Action item:
Lines from the top of the entries through the line that has "use tokio::sync::watch;" must be duplicated exactly, and no others.

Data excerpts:
=======
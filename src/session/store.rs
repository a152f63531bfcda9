//! Session store: the engine core.
//!
//! Owns every session, hands out tickets for hop appends, and keeps the
//! "currently selected session" pointer. The registry (map plus selection) is
//! behind one `RwLock`; each session's hop sequence is behind its own mutex in
//! a [`SessionSlot`], so sessions never wait on each other.

use std::collections::HashMap;
use std::sync::{Arc, PoisonError, RwLock, RwLockReadGuard, RwLockWriteGuard};
use std::time::Duration;
use tokio::sync::watch;
use tokio_util::sync::CancellationToken;

use super::commit::{AppendHandle, AppendOutcome, SessionSlot};
use super::types::{HopObservation, Session, SessionConfig, SessionId};
use crate::config::Config;
use crate::enrichment::HopEnricher;
use crate::error_handling::{ConfigError, EnrichmentStats, StoreError};
use crate::geo::{ApiCondition, GeoLookup};

#[derive(Default)]
struct Registry {
    sessions: HashMap<SessionId, Arc<SessionSlot>>,
    selected: Option<SessionId>,
}

/// Immutable copy of the store at one point in time.
#[derive(Debug, Clone)]
pub struct StoreSnapshot {
    pub sessions: HashMap<SessionId, Session>,
    pub selected: Option<SessionId>,
    pub last_condition: Option<ApiCondition>,
    /// Store revision the snapshot was taken at
    pub revision: u64,
}

impl StoreSnapshot {
    pub fn session(&self, id: SessionId) -> Option<&Session> {
        self.sessions.get(&id)
    }

    /// The selected session, if any.
    pub fn selected_session(&self) -> Option<&Session> {
        super::view::current_session(self)
    }
}

/// Tracks live traceroute sessions.
///
/// Construct once and share as `Arc<SessionStore>`. `append` spawns its
/// enrichment on the current Tokio runtime and fails with
/// [`StoreError::NoRuntime`] outside one.
///
/// Operations on an id the store does not know fail with
/// [`StoreError::SessionNotFound`], uniformly for `append`, `finish`,
/// `select` and `remove`. After [`shutdown`](Self::shutdown), `create` and
/// `append` fail with [`StoreError::ShutDown`].
pub struct SessionStore {
    registry: RwLock<Registry>,
    enricher: HopEnricher,
    commit_timeout: Duration,
    revision: Arc<watch::Sender<u64>>,
    shutdown: CancellationToken,
}

impl SessionStore {
    /// Creates a store enriching hops through `lookup`.
    ///
    /// # Errors
    ///
    /// Returns a [`ConfigError`] if `config` does not validate.
    pub fn new(lookup: Arc<dyn GeoLookup>, config: &Config) -> Result<Self, ConfigError> {
        config.validate()?;
        let (revision, _) = watch::channel(0);
        Ok(Self {
            registry: RwLock::new(Registry::default()),
            enricher: HopEnricher::new(lookup, config.lookup_timeout),
            commit_timeout: config.commit_timeout,
            revision: Arc::new(revision),
            shutdown: CancellationToken::new(),
        })
    }

    fn read(&self) -> RwLockReadGuard<'_, Registry> {
        self.registry.read().unwrap_or_else(PoisonError::into_inner)
    }

    fn write(&self) -> RwLockWriteGuard<'_, Registry> {
        self.registry.write().unwrap_or_else(PoisonError::into_inner)
    }

    fn slot(&self, id: SessionId) -> Result<Arc<SessionSlot>, StoreError> {
        self.read()
            .sessions
            .get(&id)
            .cloned()
            .ok_or(StoreError::SessionNotFound(id))
    }

    fn bump(&self) {
        self.revision.send_modify(|r| *r += 1);
    }

    /// Starts a new session and selects it.
    ///
    /// # Errors
    ///
    /// Returns `StoreError::InvalidSessionConfig` if the trace settings are
    /// invalid, or `StoreError::ShutDown` after shutdown; nothing is inserted
    /// in either case.
    pub fn create(&self, config: SessionConfig) -> Result<SessionId, StoreError> {
        if self.shutdown.is_cancelled() {
            return Err(StoreError::ShutDown);
        }
        config.settings.validate()?;

        let mut registry = self.write();
        let mut id = SessionId::new();
        while registry.sessions.contains_key(&id) {
            id = SessionId::new();
        }

        log::info!(
            "Starting session {} '{}' toward {} (max {} hops)",
            id,
            config.name,
            config.dest_ip,
            config.settings.max_hops
        );
        let slot = SessionSlot::new(Session::new(id, config), self.shutdown.child_token());
        registry.sessions.insert(id, Arc::new(slot));
        registry.selected = Some(id);
        drop(registry);

        self.bump();
        Ok(id)
    }

    /// Appends a hop observation to a session.
    ///
    /// The hop's position is reserved before this returns; enrichment and the
    /// ordered commit run in a spawned task. Hops end up in the order of the
    /// `append` calls, not in the order their lookups finish.
    ///
    /// # Errors
    ///
    /// Returns `StoreError::SessionNotFound` for an unknown id,
    /// `StoreError::ShutDown` after shutdown and `StoreError::NoRuntime`
    /// outside a Tokio runtime. No ticket is taken when an error is returned.
    pub fn append(
        &self,
        id: SessionId,
        observation: HopObservation,
    ) -> Result<AppendHandle, StoreError> {
        let slot = self.slot(id)?;
        if self.shutdown.is_cancelled() {
            log::warn!(
                "Rejecting hop seq={} for session {}: store is shut down",
                observation.seq,
                id
            );
            return Err(StoreError::ShutDown);
        }
        let runtime = tokio::runtime::Handle::try_current().map_err(|_| StoreError::NoRuntime)?;
        let ticket = slot.issue_ticket();
        log::trace!(
            "Session {}: ticket {} for hop seq={} ip={}",
            id,
            ticket,
            observation.seq,
            observation.ip_addr
        );

        let enricher = self.enricher.clone();
        let revision = Arc::clone(&self.revision);
        let commit_timeout = self.commit_timeout;
        let task = runtime.spawn(async move {
            let cancel = slot.cancel_token().clone();
            let hop = tokio::select! {
                biased;
                _ = cancel.cancelled() => return AppendOutcome::Cancelled,
                hop = enricher.enrich(observation) => Arc::new(hop),
            };
            slot.commit(ticket, hop, commit_timeout, &revision).await
        });

        Ok(AppendHandle::new(id, ticket, task))
    }

    /// Marks a session finished. Finishing twice is a no-op.
    ///
    /// # Errors
    ///
    /// Returns `StoreError::SessionNotFound` for an unknown id.
    pub fn finish(&self, id: SessionId) -> Result<(), StoreError> {
        let slot = self.slot(id)?;
        let changed = {
            let mut state = slot.lock();
            let changed = state.session.mark_finished();
            if changed {
                log::info!(
                    "Session {} finished with {} hop(s)",
                    id,
                    state.session.hop_count()
                );
            }
            changed
        };
        if changed {
            self.bump();
        }
        Ok(())
    }

    /// Selects a session.
    ///
    /// # Errors
    ///
    /// Returns `StoreError::SessionNotFound` for an unknown id; the current
    /// selection is kept.
    pub fn select(&self, id: SessionId) -> Result<(), StoreError> {
        {
            let mut registry = self.write();
            if !registry.sessions.contains_key(&id) {
                return Err(StoreError::SessionNotFound(id));
            }
            registry.selected = Some(id);
        }
        self.bump();
        Ok(())
    }

    pub fn selected(&self) -> Option<SessionId> {
        self.read().selected
    }

    /// Copy of the selected session, read under one registry lock.
    pub fn selected_session(&self) -> Option<Session> {
        let registry = self.read();
        let id = registry.selected?;
        let slot = registry.sessions.get(&id)?;
        let session = slot.lock().session.clone();
        Some(session)
    }

    /// Copy of one session.
    pub fn session(&self, id: SessionId) -> Option<Session> {
        let slot = self.slot(id).ok()?;
        let session = slot.lock().session.clone();
        Some(session)
    }

    /// Drops a session and cancels its in-flight enrichment.
    ///
    /// Clears the selection if it pointed to the removed session. Hops still
    /// in flight for it are discarded.
    ///
    /// # Errors
    ///
    /// Returns `StoreError::SessionNotFound` for an unknown id.
    pub fn remove(&self, id: SessionId) -> Result<Session, StoreError> {
        let slot = {
            let mut registry = self.write();
            let slot = registry
                .sessions
                .remove(&id)
                .ok_or(StoreError::SessionNotFound(id))?;
            if registry.selected == Some(id) {
                registry.selected = None;
            }
            slot
        };
        let session = slot.retire();
        log::info!("Removed session {} '{}'", id, session.name);
        self.bump();
        Ok(session)
    }

    /// Copy of every session, the selection and the last API condition.
    ///
    /// Reflects every mutation committed before the call.
    pub fn snapshot(&self) -> StoreSnapshot {
        let registry = self.read();
        let revision = *self.revision.borrow();
        let sessions = registry
            .sessions
            .iter()
            .map(|(id, slot)| (*id, slot.lock().session.clone()))
            .collect();
        StoreSnapshot {
            sessions,
            selected: registry.selected,
            last_condition: self.enricher.last_condition(),
            revision,
        }
    }

    /// Number of sessions currently held.
    pub fn len(&self) -> usize {
        self.read().sessions.len()
    }

    pub fn is_empty(&self) -> bool {
        self.read().sessions.is_empty()
    }

    /// The most recent enrichment failure, across all sessions.
    pub fn last_condition(&self) -> Option<ApiCondition> {
        self.enricher.last_condition()
    }

    /// Receiver notified whenever the last enrichment failure changes.
    pub fn conditions(&self) -> watch::Receiver<Option<ApiCondition>> {
        self.enricher.conditions()
    }

    /// Receiver carrying the store revision, bumped on every committed change.
    pub fn subscribe(&self) -> watch::Receiver<u64> {
        self.revision.subscribe()
    }

    pub fn revision(&self) -> u64 {
        *self.revision.borrow()
    }

    pub fn stats(&self) -> &EnrichmentStats {
        self.enricher.stats()
    }

    /// Cancels all in-flight enrichment. Sessions stay readable.
    pub fn shutdown(&self) {
        log::debug!("Session store shutting down");
        self.shutdown.cancel();
    }
}

impl Drop for SessionStore {
    fn drop(&mut self) {
        self.shutdown.cancel();
    }
}
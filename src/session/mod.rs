//! Traceroute sessions and their hop sequences.

mod commit;
mod store;
mod types;
mod view;

pub use commit::{AppendHandle, AppendOutcome};
pub use store::{SessionStore, StoreSnapshot};
pub use types::{EnrichedHop, HopObservation, Session, SessionConfig, SessionId, TraceSettings};
pub use view::{current_session, SessionView};
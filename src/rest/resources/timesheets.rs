//! The timesheets resource.

use crate::rest::path::ResourceOperation;
use crate::rest::resource::ResourceDescriptor;

/// Timesheets: `GET {base}/timesheets`.
pub const TIMESHEETS: ResourceDescriptor =
    ResourceDescriptor::new("timesheets", "timesheets").basic(&[ResourceOperation::List]);
//! HTTP client layer for Workamajig API communication.
//!
//! This module holds everything below the resource layer: the request and
//! response envelopes, the [`Transport`] boundary, the shared
//! [`ClientContext`], and the [`WorkamajigError`] taxonomy every call
//! resolves to on failure.
//!
//! # Overview
//!
//! - [`HttpRequest`]: A fully resolved request (method, target, path, headers, body)
//! - [`HttpResponse`]: The raw response a transport returns
//! - [`HttpMethod`]: Supported HTTP methods (GET, POST, PUT, DELETE)
//! - [`DataType`]: Content types for request bodies
//! - [`Transport`] / [`ReqwestTransport`]: The pluggable sending capability
//! - [`ClientContext`]: Configuration and transport shared by a client's resources
//! - [`WorkamajigError`] / [`ErrorKind`]: The error taxonomy
//!
//! # Example
//!
//! ```rust,ignore
//! use workamajig_api::clients::{HttpMethod, HttpRequest, ReqwestTransport, Transport};
//!
//! let transport = ReqwestTransport::new();
//! let request = HttpRequest::builder(HttpMethod::Get, "/api/beta1/contacts")
//!     .header("APIAccessToken", "AT")
//!     .header("UserToken", "UT")
//!     .build();
//!
//! let response = transport.send(request).await?;
//! println!("{}", response.body_text());
//! ```

mod context;
mod errors;
mod http_request;
mod http_response;
mod transport;
mod user_agent;

pub use context::ClientContext;
pub use errors::{ErrorDetails, ErrorKind, TransportError, WorkamajigError};
pub use http_request::{DataType, HttpMethod, HttpRequest, HttpRequestBuilder};
pub use http_response::{HttpResponse, REQUEST_ID_HEADER};
pub use transport::{ReqwestTransport, Transport};
pub use user_agent::{client_user_agent_seeded, default_seed, user_agent, SDK_VERSION};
=======
Your solution:
filename src/session/store.rs
repository a152f63531bfcda9
//! Session store: the engine core.
//!
//! Owns every session, hands out tickets for hop appends, and keeps the
//! "currently selected session" pointer. The registry (map plus selection) is
//! behind one `RwLock`; each session's hop sequence is behind its own mutex in
//! a [`SessionSlot`], so sessions never wait on each other.

use std::collections::HashMap;
use std::sync::{Arc, PoisonError, RwLock, RwLockReadGuard, RwLockWriteGuard};
use std::time::Duration;
use tokio::sync::watch;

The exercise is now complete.